About this role
Experian seeks a Senior Risk Analyst – Data Science & Analytics for its Commercial Bureau Analytics & Pre-Sales Consulting team, focused on MSME bureau analytics. Based on-site in Mumbai and reporting to a Senior Analytics Consultant, the role combines hands-on credit-risk modelling with client solutioning and guidance of other analysts. It supports banks, NBFCs, fintechs and other MSME lenders.
Responsibilities
- Lead bureau analytics engagements across acquisition, underwriting, segmentation, portfolio monitoring, early warning and collections, from problem definition through validation and delivery.
- Define outcomes and bads, observation and performance windows, samples, segmentation, class-imbalance treatments, benchmarks and validation plans. Engineer entity-level variables from business and facility/tradeline histories, including repayment, delinquency, exposure, utilisation, enquiries and changes in credit behaviour.
- Develop and validate interpretable MSME scorecards and predictive models against machine-learning challengers, weighing predictive performance against stability, explainability and implementation. Conduct vintage, cohort, roll-rate, migration, concentration and delinquency analyses; quantify bureau data’s incremental value through benchmarks and proofs of concept.

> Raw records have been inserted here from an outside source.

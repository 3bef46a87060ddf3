//! Dotted-path resolution and stringification over a JSON value tree.
//!
//! Variables are an arbitrarily nested map/array/scalar union. Lookup is an
//! explicit recursive descent rather than anything reflection-shaped, so
//! behavior is identical for every caller-supplied shape.

use serde_json::Value;

/// Fields tried, in order, when rendering an object inside a bulleted list.
/// The localized name wins over the plain one; wizard payloads also carry
/// `title`/`label` on some item kinds.
const NAME_FIELDS: &[&str] = &["name_localized", "name", "title", "label"];

/// Fields tried, in order, for the item's explanatory text.
const EXPLANATION_FIELDS: &[&str] = &["explanation", "description"];

/// Resolve a dotted path (`a.b.c`) against a value tree.
///
/// Object segments index by key; array segments accept a numeric index
/// (`items.0.name`). Returns `None` as soon as any segment fails to
/// resolve - callers decide whether that is an error (it never is during
/// rendering, where unresolved placeholders stay literal).
pub fn resolve_path<'a>(root: &'a Value, path: &str) -> Option<&'a Value> {
    let mut current = root;
    for segment in path.split('.') {
        current = match current {
            Value::Object(map) => map.get(segment)?,
            Value::Array(items) => items.get(segment.parse::<usize>().ok()?)?,
            _ => return None,
        };
    }
    Some(current)
}

/// Render a value as substitution text.
///
/// - Scalars use their natural string form; `null` renders empty.
/// - Objects render as `key: value` pairs joined by `, `, in document
///   order.
/// - Arrays render as a `- ` bulleted list, one element per line. Object
///   elements use a prioritized name/explanation field search (see
///   [`NAME_FIELDS`]) and fall back to compact JSON.
pub fn value_to_string(value: &Value) -> String {
    match value {
        Value::Null => String::new(),
        Value::Bool(b) => b.to_string(),
        Value::Number(n) => n.to_string(),
        Value::String(s) => s.clone(),
        Value::Object(map) => map
            .iter()
            .map(|(key, val)| format!("{}: {}", key, value_to_string(val)))
            .collect::<Vec<_>>()
            .join(", "),
        Value::Array(items) => items
            .iter()
            .map(|item| format!("- {}", list_item_to_string(item)))
            .collect::<Vec<_>>()
            .join("\n"),
    }
}

/// Render one array element for a bulleted list.
fn list_item_to_string(item: &Value) -> String {
    let Value::Object(map) = item else {
        return value_to_string(item);
    };

    let name = NAME_FIELDS
        .iter()
        .find_map(|field| map.get(*field))
        .map(value_to_string);
    let explanation = EXPLANATION_FIELDS
        .iter()
        .find_map(|field| map.get(*field))
        .map(value_to_string);

    match (name, explanation) {
        (Some(name), Some(explanation)) => format!("{name}: {explanation}"),
        (Some(name), None) => name,
        (None, Some(explanation)) => explanation,
        // No recognizable fields: the item's raw string form.
        (None, None) => serde_json::to_string(item).unwrap_or_default(),
    }
}

#[cfg(test)]
mod tests {
    use super::*;
    use serde_json::json;

    #[test]
    fn resolves_nested_object_path() {
        let root = json!({"user": {"profile": {"name": "Alice"}}});
        assert_eq!(
            resolve_path(&root, "user.profile.name"),
            Some(&json!("Alice"))
        );
    }

    #[test]
    fn resolves_numeric_array_index() {
        let root = json!({"items": [{"name": "first"}, {"name": "second"}]});
        assert_eq!(resolve_path(&root, "items.1.name"), Some(&json!("second")));
    }

    #[test]
    fn missing_segment_resolves_to_none() {
        let root = json!({"a": {"b": 1}});
        assert_eq!(resolve_path(&root, "a.c"), None);
        assert_eq!(resolve_path(&root, "a.b.c"), None);
    }

    #[test]
    fn non_numeric_index_into_array_resolves_to_none() {
        let root = json!({"items": ["x"]});
        assert_eq!(resolve_path(&root, "items.first"), None);
    }

    #[test]
    fn scalars_render_naturally() {
        assert_eq!(value_to_string(&json!("text")), "text");
        assert_eq!(value_to_string(&json!(42)), "42");
        assert_eq!(value_to_string(&json!(1.5)), "1.5");
        assert_eq!(value_to_string(&json!(true)), "true");
        assert_eq!(value_to_string(&json!(null)), "");
    }

    #[test]
    fn objects_render_as_key_value_pairs() {
        let value = json!({"cuisine": "japanese", "servings": 2});
        assert_eq!(value_to_string(&value), "cuisine: japanese, servings: 2");
    }

    #[test]
    fn scalar_arrays_render_as_bullets() {
        let value = json!(["miso", "tofu"]);
        assert_eq!(value_to_string(&value), "- miso\n- tofu");
    }

    #[test]
    fn object_array_items_use_name_and_explanation() {
        let value = json!([
            {"name": "sear", "explanation": "high heat, short time"},
            {"name_localized": "ラーメン", "name": "ramen", "description": "noodle soup"},
        ]);
        assert_eq!(
            value_to_string(&value),
            "- sear: high heat, short time\n- ラーメン: noodle soup"
        );
    }

    #[test]
    fn object_array_item_without_known_fields_falls_back_to_json() {
        let value = json!([{"grams": 200}]);
        assert_eq!(value_to_string(&value), r#"- {"grams":200}"#);
    }

    #[test]
    fn object_array_item_with_only_name_renders_name() {
        let value = json!([{"name": "rest the dough"}]);
        assert_eq!(value_to_string(&value), "- rest the dough");
    }
}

- Lead client discovery and pre-sales discussions, scope solutions, present methodologies and translate results into credit-risk recommendations. Develop reusable features and frameworks with Product and Technology teams, including UAT, implementation and monitoring needs. Review analysts’ code and methods, mentor colleagues and meet security, governance, documentation and compliance requirements.
Requirements
Approximately 5–8 years in credit-risk analytics, data science, decision science or statistical modelling, including at least 3 years of substantial MSME, SME or commercial credit-risk or bureau analytics experience. Advanced Python and strong SQL are required, along with end-to-end scorecard ownership, commercial bureau-data expertise and experience with lender clients. Required modelling knowledge includes binning, WoE/IV, logistic regression, variable selection, calibration, segmentation, score scaling and tree-based or gradient-boosting challengers; validation knowledge includes KS, Gini/AUC, lift, back-testing and stability monitoring. Client-facing, pre-sales, code-review and coaching capabilities are also required.
Preferred
Commercial bureau score development; experience across MSME products and lifecycle stages; SAS, Git, Spark or Databricks; production deployment and challenger monitoring; knowledge of Indian lending governance and regulatory expectations; and development of reusable analytical solutions.
Benefits include a discretionary bonus, pension, health and term life insurance, Sharesave, 25 days’ annual leave, 13 bank holidays and three volunteering days. Additional annual leave can be purchased.